The Southeast Asia I grew up in doesn't really look like the Southeast Asia I visited as an adult.
The Singaporean government liked to instil a sense of solidarity in us across the entire region, with all its diversities, indigenous groups, and common colonial histories.
Semarang (Indonesia), June 2012
The naughtiest child in the village kampung.
Semarang (Indonesia), June 2012. The children would play together outdoors every evening. She always seemed a little left out as she watched others play.
Phnom Penh (Cambodia), March 2012. Not too far away, she sleeps, completely oblivious to the frenetic street market, where chicken heads, vegetable produce, and chatter abound.

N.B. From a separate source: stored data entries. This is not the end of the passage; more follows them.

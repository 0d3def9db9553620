pub mod m202510010001_create_users;
pub mod m202510010002_create_courses;
pub mod m202510010003_create_enrollments;
pub mod m202510010004_create_assessments;
pub mod m202510010005_create_quiz_attempts;
pub mod m202510010006_create_assignment_submissions;
use sea_orm_migration::prelude::*;

pub struct Migration;

impl MigrationName for Migration {
    fn name(&self) -> &str {
        "m202510010001_create_users"
    }
}

#[async_trait::async_trait]
impl MigrationTrait for Migration {
    async fn up(&self, manager: &SchemaManager) -> Result<(), DbErr> {
        manager
            .create_table(
                Table::create()
                    .table(Alias::new("users"))
                    .if_not_exists()
                    .col(
                        ColumnDef::new(Alias::new("id"))
                            .integer()
                            .not_null()
                            .auto_increment()
                            .primary_key(),
                    )
                    .col(
                        ColumnDef::new(Alias::new("username"))
                            .string()
                            .not_null()
                            .unique_key(),
                    )
                    .col(ColumnDef::new(Alias::new("full_name")).string().not_null())
                    .col(
                        ColumnDef::new(Alias::new("email"))
                            .string()
                            .not_null()
                            .unique_key(),
                    )
                    .col(
                        ColumnDef::new(Alias::new("created_at"))
                            .timestamp()
                            .not_null()
                            .default(Expr::cust("CURRENT_TIMESTAMP")),
                    )
                    .col(
                        ColumnDef::new(Alias::new("updated_at"))
                            .timestamp()
                            .not_null()
                            .default(Expr::cust("CURRENT_TIMESTAMP")),
                    )
                    .to_owned(),
            )
            .await
    }

    async fn down(&self, manager: &SchemaManager) -> Result<(), DbErr> {
        manager
            .drop_table(Table::drop().table(Alias::new("users")).to_owned())
            .await
    }
}
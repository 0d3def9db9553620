use sea_orm::DbErr;

use crate::submission::{SourceKind, SubmissionStatus};

pub type GradebookResult<T> = Result<T, GradebookError>;

/// Everything that can go wrong in the gradebook services.
///
/// `NotFound` and `Forbidden` stay distinct so callers never have to guess
/// whether a record is missing or merely not theirs.
#[derive(Debug, thiserror::Error)]
pub enum GradebookError {
    #[error("{entity} {id} not found")]
    NotFound { entity: &'static str, id: String },

    #[error("instructor {instructor_id} does not own course {course_id}")]
    Forbidden { instructor_id: i64, course_id: i64 },

    #[error("validation failed: {0}")]
    Validation(String),

    #[error("cannot move a submission from {from} to {to}")]
    InvalidTransition {
        from: SubmissionStatus,
        to: SubmissionStatus,
    },

    /// A read or write against one of the two submission sources failed.
    #[error("{kind} source unavailable: {error}")]
    SourceUnavailable {
        kind: SourceKind,
        #[source]
        error: DbErr,
    },

    #[error("database error: {0}")]
    Database(#[from] DbErr),
}

impl GradebookError {
    pub fn not_found(entity: &'static str, id: impl ToString) -> Self {
        Self::NotFound {
            entity,
            id: id.to_string(),
        }
    }

    pub fn validation(message: impl Into<String>) -> Self {
        Self::Validation(message.into())
    }

    pub fn source(kind: SourceKind, error: DbErr) -> Self {
        Self::SourceUnavailable { kind, error }
    }

    /// Stable machine-readable code for presentation layers.
    pub fn code(&self) -> &'static str {
        match self {
            Self::NotFound { .. } => "not_found",
            Self::Forbidden { .. } => "forbidden",
            Self::Validation(_) => "validation_failed",
            Self::InvalidTransition { .. } => "invalid_transition",
            Self::SourceUnavailable { .. } => "source_unavailable",
            Self::Database(_) => "database_error",
        }
    }

    /// Only storage failures may succeed on a later attempt.
    pub fn is_retryable(&self) -> bool {
        matches!(self, Self::SourceUnavailable { .. } | Self::Database(_))
    }

    /// Which submission source failed, when the failure is source-specific.
    pub fn failed_source(&self) -> Option<SourceKind> {
        match self {
            Self::SourceUnavailable { kind, .. } => Some(*kind),
            _ => None,
        }
    }
}

#[cfg(test)]
mod tests {
    use super::*;

    #[test]
    fn forbidden_and_not_found_are_terminal_and_distinct() {
        let nf = GradebookError::not_found("course", 7);
        let fb = GradebookError::Forbidden {
            instructor_id: 1,
            course_id: 7,
        };
        assert_ne!(nf.code(), fb.code());
        assert!(!nf.is_retryable());
        assert!(!fb.is_retryable());
        assert_eq!(nf.to_string(), "course 7 not found");
    }

    #[test]
    fn source_failures_name_the_source() {
        let err = GradebookError::source(
            SourceKind::AssignmentSubmission,
            DbErr::Custom("connection reset".into()),
        );
        assert!(err.is_retryable());
        assert_eq!(err.failed_source(), Some(SourceKind::AssignmentSubmission));
        assert!(
            err.to_string()
                .starts_with("assignment_submission source unavailable")
        );
    }
}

Mandalay (Burma), June 2013. I finally had the chance to visit Burma in the summer of 2013. I was always in the pleasant company of Buddhist monks, who lent a certain reverence to my boat journey.
Semarang (Indonesia), June 2012. At a fish market by the piers, freshly caught fish would bask in their own bath of blood and water before being sold.
Semarang (Indonesia), June 2012. This is the home of the woman who took care of me for 20 years of my life.
Phnom Penh (Cambodia), March 2012. At a fair-trade artisan workshop in Phnom Penh, Cambodia, a craftsman works on his wood-carving. This was his preferred attire, given the suffocating heat.